**Your task:** What you return must be an exact copy of the lines in the listing below between the line holding "pub fn locate_blob(&self, frame: &Frame)" and the line holding "5: External contours", inclusive, and nothing more.

○ ○ ○ ○

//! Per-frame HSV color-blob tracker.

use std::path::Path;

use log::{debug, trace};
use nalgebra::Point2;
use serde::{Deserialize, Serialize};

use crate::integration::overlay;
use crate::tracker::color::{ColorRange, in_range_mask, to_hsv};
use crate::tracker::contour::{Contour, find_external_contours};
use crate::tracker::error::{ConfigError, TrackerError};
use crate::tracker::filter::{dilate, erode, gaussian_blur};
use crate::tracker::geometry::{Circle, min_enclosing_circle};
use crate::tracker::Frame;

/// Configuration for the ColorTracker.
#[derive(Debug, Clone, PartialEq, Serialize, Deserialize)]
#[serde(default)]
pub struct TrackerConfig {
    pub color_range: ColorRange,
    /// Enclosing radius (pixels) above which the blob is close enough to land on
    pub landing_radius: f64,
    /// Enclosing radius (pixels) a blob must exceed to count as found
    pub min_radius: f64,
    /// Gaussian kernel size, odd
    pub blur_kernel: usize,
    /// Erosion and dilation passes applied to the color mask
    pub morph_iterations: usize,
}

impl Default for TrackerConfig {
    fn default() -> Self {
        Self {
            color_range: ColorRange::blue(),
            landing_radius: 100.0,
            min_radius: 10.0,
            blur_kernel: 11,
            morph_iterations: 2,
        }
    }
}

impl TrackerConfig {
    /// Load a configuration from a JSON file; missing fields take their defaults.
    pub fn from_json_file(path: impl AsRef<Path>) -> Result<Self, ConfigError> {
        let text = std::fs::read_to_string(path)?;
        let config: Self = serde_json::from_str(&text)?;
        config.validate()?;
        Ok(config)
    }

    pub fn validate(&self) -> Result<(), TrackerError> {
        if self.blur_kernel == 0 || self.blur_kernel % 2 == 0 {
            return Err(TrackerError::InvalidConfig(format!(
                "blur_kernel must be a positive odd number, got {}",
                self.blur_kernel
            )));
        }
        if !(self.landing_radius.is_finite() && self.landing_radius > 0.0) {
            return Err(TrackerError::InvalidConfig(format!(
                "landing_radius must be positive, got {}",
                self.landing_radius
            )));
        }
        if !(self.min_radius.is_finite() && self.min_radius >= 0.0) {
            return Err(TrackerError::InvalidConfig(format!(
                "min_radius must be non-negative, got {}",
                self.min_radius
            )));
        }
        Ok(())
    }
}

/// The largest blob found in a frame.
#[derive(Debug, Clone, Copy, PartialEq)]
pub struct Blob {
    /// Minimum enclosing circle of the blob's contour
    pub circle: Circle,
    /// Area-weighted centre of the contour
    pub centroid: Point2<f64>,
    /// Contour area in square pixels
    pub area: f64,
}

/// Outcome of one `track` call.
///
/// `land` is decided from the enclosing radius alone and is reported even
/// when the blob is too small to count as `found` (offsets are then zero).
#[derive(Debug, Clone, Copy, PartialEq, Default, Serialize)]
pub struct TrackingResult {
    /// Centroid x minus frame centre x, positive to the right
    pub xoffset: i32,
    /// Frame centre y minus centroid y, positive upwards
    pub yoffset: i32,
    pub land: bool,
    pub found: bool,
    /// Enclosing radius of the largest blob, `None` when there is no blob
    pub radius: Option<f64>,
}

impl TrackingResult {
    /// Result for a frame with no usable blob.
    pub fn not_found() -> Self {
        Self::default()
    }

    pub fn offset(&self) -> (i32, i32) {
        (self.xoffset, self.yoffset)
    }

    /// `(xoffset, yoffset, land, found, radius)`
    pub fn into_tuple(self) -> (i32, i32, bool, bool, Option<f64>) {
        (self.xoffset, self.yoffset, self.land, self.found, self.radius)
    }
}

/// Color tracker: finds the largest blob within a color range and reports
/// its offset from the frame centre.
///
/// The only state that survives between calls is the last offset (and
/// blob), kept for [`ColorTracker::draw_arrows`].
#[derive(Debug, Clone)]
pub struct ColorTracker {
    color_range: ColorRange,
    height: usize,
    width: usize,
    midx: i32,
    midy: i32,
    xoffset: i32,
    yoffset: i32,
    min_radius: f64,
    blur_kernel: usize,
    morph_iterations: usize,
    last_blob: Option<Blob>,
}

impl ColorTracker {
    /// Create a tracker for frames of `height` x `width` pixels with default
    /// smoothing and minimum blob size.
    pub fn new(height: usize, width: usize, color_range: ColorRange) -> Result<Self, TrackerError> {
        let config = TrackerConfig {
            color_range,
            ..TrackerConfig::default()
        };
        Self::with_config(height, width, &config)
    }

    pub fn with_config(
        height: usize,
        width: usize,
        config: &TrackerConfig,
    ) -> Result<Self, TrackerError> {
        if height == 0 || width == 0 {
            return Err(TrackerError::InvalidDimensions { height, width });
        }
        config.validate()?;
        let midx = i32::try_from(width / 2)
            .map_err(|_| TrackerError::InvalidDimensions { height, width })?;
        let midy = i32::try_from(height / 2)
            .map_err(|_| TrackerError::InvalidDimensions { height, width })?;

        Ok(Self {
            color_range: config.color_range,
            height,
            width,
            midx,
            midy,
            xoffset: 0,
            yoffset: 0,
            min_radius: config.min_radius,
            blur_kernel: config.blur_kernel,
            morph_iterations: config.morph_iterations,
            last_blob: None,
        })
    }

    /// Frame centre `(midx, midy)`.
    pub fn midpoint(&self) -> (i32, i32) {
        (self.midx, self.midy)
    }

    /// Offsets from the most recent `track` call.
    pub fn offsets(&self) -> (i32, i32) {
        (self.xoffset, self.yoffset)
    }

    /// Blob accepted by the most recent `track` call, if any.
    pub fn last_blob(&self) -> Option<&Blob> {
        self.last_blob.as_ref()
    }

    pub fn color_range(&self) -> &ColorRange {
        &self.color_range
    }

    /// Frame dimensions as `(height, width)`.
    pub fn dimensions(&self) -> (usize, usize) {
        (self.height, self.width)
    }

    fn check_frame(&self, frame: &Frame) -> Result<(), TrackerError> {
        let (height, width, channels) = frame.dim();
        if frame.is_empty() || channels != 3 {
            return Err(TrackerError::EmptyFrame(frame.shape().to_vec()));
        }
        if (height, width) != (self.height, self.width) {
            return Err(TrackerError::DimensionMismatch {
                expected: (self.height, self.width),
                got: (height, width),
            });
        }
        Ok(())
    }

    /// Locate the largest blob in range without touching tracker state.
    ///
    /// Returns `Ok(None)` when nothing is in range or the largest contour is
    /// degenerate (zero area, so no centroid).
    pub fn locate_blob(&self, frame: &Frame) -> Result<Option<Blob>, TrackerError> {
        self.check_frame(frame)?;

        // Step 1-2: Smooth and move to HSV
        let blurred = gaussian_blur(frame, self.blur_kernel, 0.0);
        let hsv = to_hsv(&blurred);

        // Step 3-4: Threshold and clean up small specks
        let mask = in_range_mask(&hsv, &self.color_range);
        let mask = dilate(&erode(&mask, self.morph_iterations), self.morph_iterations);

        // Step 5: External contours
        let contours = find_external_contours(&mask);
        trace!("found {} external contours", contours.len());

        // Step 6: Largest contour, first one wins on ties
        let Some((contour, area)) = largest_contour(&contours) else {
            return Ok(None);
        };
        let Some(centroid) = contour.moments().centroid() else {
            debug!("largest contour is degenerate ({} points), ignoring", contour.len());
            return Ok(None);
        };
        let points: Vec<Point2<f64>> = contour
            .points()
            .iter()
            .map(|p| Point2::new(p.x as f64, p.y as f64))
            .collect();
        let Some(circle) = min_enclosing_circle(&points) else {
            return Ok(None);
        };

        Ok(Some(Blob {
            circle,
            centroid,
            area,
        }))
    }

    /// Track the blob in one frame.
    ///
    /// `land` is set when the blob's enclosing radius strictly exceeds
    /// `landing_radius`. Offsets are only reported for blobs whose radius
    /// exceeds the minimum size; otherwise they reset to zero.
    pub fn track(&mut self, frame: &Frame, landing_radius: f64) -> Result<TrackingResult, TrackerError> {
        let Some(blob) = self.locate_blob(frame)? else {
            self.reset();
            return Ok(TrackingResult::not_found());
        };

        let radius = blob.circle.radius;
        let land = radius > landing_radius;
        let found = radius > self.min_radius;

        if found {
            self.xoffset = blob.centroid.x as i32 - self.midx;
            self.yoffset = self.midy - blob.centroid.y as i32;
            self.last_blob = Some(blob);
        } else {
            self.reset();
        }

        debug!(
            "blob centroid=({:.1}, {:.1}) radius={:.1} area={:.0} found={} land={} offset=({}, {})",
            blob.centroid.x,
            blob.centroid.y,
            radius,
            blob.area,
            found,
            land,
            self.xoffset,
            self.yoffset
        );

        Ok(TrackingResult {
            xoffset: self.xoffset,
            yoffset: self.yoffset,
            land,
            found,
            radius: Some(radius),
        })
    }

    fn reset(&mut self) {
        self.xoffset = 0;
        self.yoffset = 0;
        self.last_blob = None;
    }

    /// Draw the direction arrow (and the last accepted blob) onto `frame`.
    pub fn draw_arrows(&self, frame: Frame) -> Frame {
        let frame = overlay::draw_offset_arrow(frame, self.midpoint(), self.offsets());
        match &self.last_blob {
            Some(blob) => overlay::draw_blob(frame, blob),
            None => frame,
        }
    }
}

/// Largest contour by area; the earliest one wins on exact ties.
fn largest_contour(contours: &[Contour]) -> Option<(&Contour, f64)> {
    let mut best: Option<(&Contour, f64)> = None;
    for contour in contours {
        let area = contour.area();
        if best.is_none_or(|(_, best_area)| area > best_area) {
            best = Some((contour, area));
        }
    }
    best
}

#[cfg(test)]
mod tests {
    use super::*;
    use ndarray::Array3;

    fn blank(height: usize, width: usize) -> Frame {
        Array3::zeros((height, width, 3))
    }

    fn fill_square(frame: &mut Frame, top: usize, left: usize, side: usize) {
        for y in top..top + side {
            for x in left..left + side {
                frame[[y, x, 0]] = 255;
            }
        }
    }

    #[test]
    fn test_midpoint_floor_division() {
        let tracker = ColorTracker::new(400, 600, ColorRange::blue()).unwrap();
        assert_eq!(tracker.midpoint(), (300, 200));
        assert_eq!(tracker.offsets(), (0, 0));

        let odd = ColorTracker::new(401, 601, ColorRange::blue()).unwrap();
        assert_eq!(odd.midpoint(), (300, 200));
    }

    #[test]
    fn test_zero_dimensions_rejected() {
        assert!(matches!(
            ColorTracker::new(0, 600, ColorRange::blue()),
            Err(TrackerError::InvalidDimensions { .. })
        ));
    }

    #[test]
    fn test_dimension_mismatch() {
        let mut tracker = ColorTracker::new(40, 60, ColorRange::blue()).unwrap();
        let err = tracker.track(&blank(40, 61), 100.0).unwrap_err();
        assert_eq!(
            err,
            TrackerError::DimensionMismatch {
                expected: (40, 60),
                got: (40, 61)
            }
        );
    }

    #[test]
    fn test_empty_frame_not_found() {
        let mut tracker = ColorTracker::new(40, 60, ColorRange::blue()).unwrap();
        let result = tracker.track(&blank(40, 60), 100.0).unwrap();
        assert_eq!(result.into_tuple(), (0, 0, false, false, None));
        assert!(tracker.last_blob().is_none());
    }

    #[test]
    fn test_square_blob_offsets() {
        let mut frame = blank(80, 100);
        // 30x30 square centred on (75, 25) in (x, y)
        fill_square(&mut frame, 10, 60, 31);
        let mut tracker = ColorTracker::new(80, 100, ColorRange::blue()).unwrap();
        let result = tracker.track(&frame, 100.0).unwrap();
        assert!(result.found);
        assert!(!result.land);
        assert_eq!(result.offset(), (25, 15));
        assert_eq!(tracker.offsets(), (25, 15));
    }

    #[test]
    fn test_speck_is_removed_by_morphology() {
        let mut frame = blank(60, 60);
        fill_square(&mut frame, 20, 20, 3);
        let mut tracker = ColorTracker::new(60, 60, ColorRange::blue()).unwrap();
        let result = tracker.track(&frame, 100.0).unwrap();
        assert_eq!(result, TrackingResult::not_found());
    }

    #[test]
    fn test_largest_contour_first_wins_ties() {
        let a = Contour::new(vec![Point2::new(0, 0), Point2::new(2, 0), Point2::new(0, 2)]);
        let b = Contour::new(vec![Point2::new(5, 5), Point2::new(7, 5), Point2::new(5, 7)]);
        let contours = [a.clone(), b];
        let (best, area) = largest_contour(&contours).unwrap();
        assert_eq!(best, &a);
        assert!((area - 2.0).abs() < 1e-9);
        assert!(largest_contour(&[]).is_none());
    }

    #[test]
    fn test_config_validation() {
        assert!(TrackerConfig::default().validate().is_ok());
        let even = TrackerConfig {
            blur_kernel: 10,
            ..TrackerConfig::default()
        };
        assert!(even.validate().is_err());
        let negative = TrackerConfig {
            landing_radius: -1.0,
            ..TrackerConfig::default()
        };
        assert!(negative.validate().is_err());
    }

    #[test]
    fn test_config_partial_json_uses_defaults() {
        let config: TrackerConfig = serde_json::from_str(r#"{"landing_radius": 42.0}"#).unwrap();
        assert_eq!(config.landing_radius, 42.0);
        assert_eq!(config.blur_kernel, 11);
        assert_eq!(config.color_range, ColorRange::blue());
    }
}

○ ○ ○ ○

**Task output:**
    pub fn locate_blob(&self, frame: &Frame) -> Result<Option<Blob>, TrackerError> {
        self.check_frame(frame)?;

        // Step 1-2: Smooth and move to HSV
        let blurred = gaussian_blur(frame, self.blur_kernel, 0.0);
        let hsv = to_hsv(&blurred);

        // Step 3-4: Threshold and clean up small specks
        let mask = in_range_mask(&hsv, &self.color_range);
        let mask = dilate(&erode(&mask, self.morph_iterations), self.morph_iterations);

        // Step 5: External contours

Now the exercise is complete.